Extracting the Private Key from a TREZOR

... with a 70 $ Oscilloscope

There were some discussions on reddit whether TREZOR, a hardware wallet for securely storing Bitcoins, can be attacked using side channels like power fluctuations, electromagnetic radiations or similar. Such an attack would allow for retrieving the private key that gives access to the Bitcoins stored on the TREZOR. Usually the discussions of side-channel attacks mention the code that signs a Bitcoin transaction. To sign a transaction on the TREZOR, you need to enter the secret PIN first. So this is not useful in the scenario where the attacker has physical access to the device but does not know the PIN.

However, also the generation of the public key may leak some information via a side channel. Until firmware 1.3.2 of TREZOR this was not PIN protected. Therefore, I investigated whether it is possible to use a side channel to recover the private key from the public key computation.

I informed Satoshi Labs of my result first, and this is why the latest firmware 1.3.3 will ask for a PIN when computing the public key. Also they included my suggested patches in this firmware that will reduce the information leaked through side-channels during computation of public keys, signatures, and decryption.

This page explains, how you can recover a private key from a TREZOR, if it still runs with firmware 1.3.1. It leaves out some crucial steps in order to make it not too simple for anyone reading this page. Nonetheless, this will hopefully give you an incentive to update your TREZOR soon. Also, if you have passphrase protection, this attack does not work even with firmware 1.3.1, so you may consider adding that, too.

The Setup

I found a cheap oscilloscope (Hantek 6022BE) for 62 EUR. (By now, the price has risen to 73 EUR at amazon). The goal was to measure power consumption of my TREZOR over time to see whether I can detect which code it is executing or even recover the private keys.

To measure the power consumption, I measured the current going through the USB cable. Since an oscilloscope can only measure voltage, I inserted a 10 Ohm resistor (for 0.05 EUR) into the mass wire of the USB cable. Thus, the voltage over this resistor is directly proportional to the current through the resistor, which is more or less proportional to the power consumption of the TREZOR.

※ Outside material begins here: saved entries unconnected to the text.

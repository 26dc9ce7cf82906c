//! svgfx executes SVG filter-effect stacks over premultiplied RGBA8 images.
//!
//! - Define named filters on a [`FilterRegistry`] (typed [`Operation`]s, raw binding codes, or a
//!   JSON [`FilterDocument`])
//! - Select one and [`execute`](FilterRegistry::execute) it against a background/source pair
//! - Optionally render the source with the [`SvgEngine`]
//!
//! Execution never fails: unresolvable inputs and failing primitives degrade to transparent
//! output and are reported through `tracing`.
#![forbid(unsafe_code)]

mod compute;
mod config;
mod engine;
mod filter;
mod foundation;
mod surface;

pub use crate::compute::backend::{BackendKind, ComputeContext, ComputeSettings, create_context};
pub use crate::compute::blend::{BlendIntrinsic, blend, blend_in_place};
pub use crate::compute::blur::{blur_rgba8_premul, kernel_radius};
pub use crate::compute::cpu::CpuContext;
pub use crate::config::document::{
    ColorSpec, FilterDef, FilterDocument, InputSpec, PrimitiveDef, PrimitiveKind,
};
pub use crate::engine::raster::{SvgEngine, SvgHandle};
pub use crate::filter::fallback::{
    BLEND_MODES, COMPOSITE_OPERATORS, Fidelity, IntrinsicMapping, blend_mode_mapping,
    composite_mapping,
};
pub use crate::filter::input::InputRef;
pub use crate::filter::operation::{
    Blend, BlendMode, Composite, CompositeOperator, Flood, GaussianBlur, Offset, Operation,
};
pub use crate::filter::registry::{FilterBuilder, FilterRegistry};
pub use crate::filter::stack::FilterStack;
pub use crate::foundation::core::{Argb, PremulRgba8, Rect, Subregion, Vec2};
pub use crate::foundation::error::{SvgfxError, SvgfxResult};
pub use crate::surface::buffer::ImageBuffer;
//! Image-processing intrinsics used by the filter compositor.

pub(crate) mod backend;
pub(crate) mod blend;
pub(crate) mod blur;
pub(crate) mod cpu;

Image of my Oscilloscope connected to the TREZOR

A First Result

Power consumption during Wake-up Sequence

The above graphic shows the power consumption of a TREZOR over time on start-up. The horizontal axis is the time in seconds, the vertical axis the voltage over the resistor. The TREZOR was connected while the website mytrezor.com was open in the background. When the TREZOR is detected the PC will ask the TREZOR for the public key. If the TREZOR is not passphrase protected, it wakes up, computes the master private key from the seed and then the public key from the private key.

In the figure above, different phases can be distinguished. The regular spikes (click on the image for a larger version) are caused by the display, which runs at about 90 Hz. The power consumption of the display depends on the number of white pixels in the current line. Thus it is highest in the area where the progress bar is displayed. In the middle of the graph where the master private key is computed, you can see the spikes getting higher because the progress bar gets filled. It is also obvious where the display is swiped to the left and cleared in the process. The power consumption goes slowly down at these places.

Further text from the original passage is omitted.